Primeiros Passos e Inovações Tecnológicas
Acelerando o ritmo da inovação, o segundo semestre do ano passado já testemunhou o lançamento dos primeiros chipsets Wi-Fi 8, e o primeiro trimestre de 2026 trouxe anúncios de projetos de pontos de acesso focados nesta tecnologia. Um marco recente foi a apresentação da primeira CPE (equipamento de comunicação instalado na casa do cliente) 5G-Advanced do mundo com Wi-Fi 8. Equipada com os chipsets MediaTek T930 e Filogic série 8000, este dispositivo integra o mais recente modem padrão 3GPP Release 18 e introduz funcionalidades inéditas, como oito antenas de recepção, que melhoram a eficiência do espectro em mais de 40%, e as primeiras três antenas de transmissão do mundo com cinco camadas MIMO, elevando a taxa de transferência de uplink em 40%.
As expectativas do mercado são igualmente ambiciosas. Segundo dados da consultoria ABI Research, as remessas globais anuais de infraestrutura Wi-Fi compatíveis com o Wi-Fi 8 devem atingir 82,8 milhões de unidades até 2030. Este volume representará quase 20% do total do setor, impulsionado pela crescente demanda por alta confiabilidade e recursos de rede baseados em Inteligência Artificial (IA).

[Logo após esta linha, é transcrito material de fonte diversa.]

mod error;
mod loading;
mod quiz;
mod result;

use ratatui::{prelude::*, widgets::Block};

use crate::app::{App, SessionStatus};

/// Colors derived from the theme toggle.
pub struct Palette {
    pub background: Color,
    pub text: Color,
    pub accent: Color,
    pub dim: Color,
}

impl Palette {
    fn new(dark_mode: bool) -> Self {
        if dark_mode {
            Self {
                background: Color::Reset,
                text: Color::White,
                accent: Color::Cyan,
                dim: Color::DarkGray,
            }
        } else {
            Self {
                background: Color::White,
                text: Color::Black,
                accent: Color::Blue,
                dim: Color::Gray,
            }
        }
    }
}

/// Render the screen for the current session status.
pub fn render(frame: &mut Frame, app: &App) {
    let area = frame.area();
    let palette = Palette::new(app.dark_mode());
    frame.render_widget(Block::default().bg(palette.background), area);

    match &app.status {
        SessionStatus::Loading => loading::render(frame, area, &palette),
        SessionStatus::Error(message) => error::render(frame, area, &palette, message),
        SessionStatus::InProgress => quiz::render(frame, area, app, &palette),
        SessionStatus::Finished => result::render(frame, area, app, &palette),
    }
}
//! Final score screen.

use ratatui::prelude::*;
use ratatui::widgets::{Block, Borders, Paragraph};

use crate::app::App;

use super::Palette;

pub fn render(frame: &mut Frame, area: Rect, app: &App, palette: &Palette) {
    let chunks = Layout::vertical([
        Constraint::Fill(1),
        Constraint::Length(11),
        Constraint::Fill(1),
    ])
    .split(area);

    let celebrating = app.is_celebration();
    let (headline, headline_color) = if celebrating {
        ("GREAT JOB!", Color::Green)
    } else {
        ("QUIZ OVER", Color::Yellow)
    };

    let mut content = vec![Line::from("")];
    if celebrating {
        content.push(confetti_line());
    } else {
        content.push(Line::from(""));
    }
    content.extend([
        Line::from(Span::styled(
            headline,
            Style::default().fg(headline_color).bold(),
        )),
        Line::from(""),
        Line::from(Span::styled(
            format!("Your score: {} / {}", app.score(), app.total_questions()),
            Style::default().fg(palette.text).bold(),
        )),
        Line::from(""),
    ]);
    if celebrating {
        content.push(confetti_line());
    } else {
        content.push(Line::from(""));
    }
    content.extend([
        Line::from(""),
        Line::from("r restart  ·  t theme  ·  q quit".fg(palette.dim)),
    ]);

    let widget = Paragraph::new(content).alignment(Alignment::Center).block(
        Block::default()
            .borders(Borders::ALL)
            .border_style(palette.dim),
    );

    frame.render_widget(widget, chunks[1]);
}

fn confetti_line() -> Line<'static> {
    let colors = [
        Color::Red,
        Color::Yellow,
        Color::Green,
        Color::Cyan,
        Color::Magenta,
    ];
    let spans: Vec<Span> = colors
        .iter()
        .cycle()
        .take(15)
        .map(|c| Span::styled("* ", Style::default().fg(*c)))
        .collect();
    Line::from(spans)
}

Desafios e o Futuro da Conectividade
Apesar do entusiasmo, a implementação do Wi-Fi 8 enfrenta desafios. Um dos principais é o acesso ao espectro de 6 GHz. Embora o Wi-Fi 8 tenha sido projetado para operar com essa banda, muitos mercados ainda possuem acesso limitado ou inexistente, o que pode gerar divergências entre implantações completas e mais básicas. Além disso, comunicar o valor da altíssima confiabilidade aos consumidores representa um obstáculo. Ganhos em estabilidade são, muitas vezes, menos visíveis do que aumentos de velocidade, que são facilmente quantificáveis. Por essa razão, espera-se que muitos fornecedores posicionem o Wi-Fi 8 como um facilitador de redes orientadas por IA, destacando seu papel no suporte a cargas de trabalho de IA e na operação inteligente de redes, em vez de focar apenas em ganhos de throughput brutos.
À medida que a sociedade se torna cada vez mais conectada e dependente de dispositivos inteligentes, o avanço da tecnologia Wi-Fi é fundamental. O padrão 802.11bn (Wi-Fi 8) promete não apenas velocidades efetivas mais altas e menor latência, mas, acima de tudo, comunicações mais robustas e confiáveis em ambientes sem fio cada vez mais congestionados e diversos, garantindo que nossas redes possam acompanhar as crescentes necessidades de um mundo em constante transformação.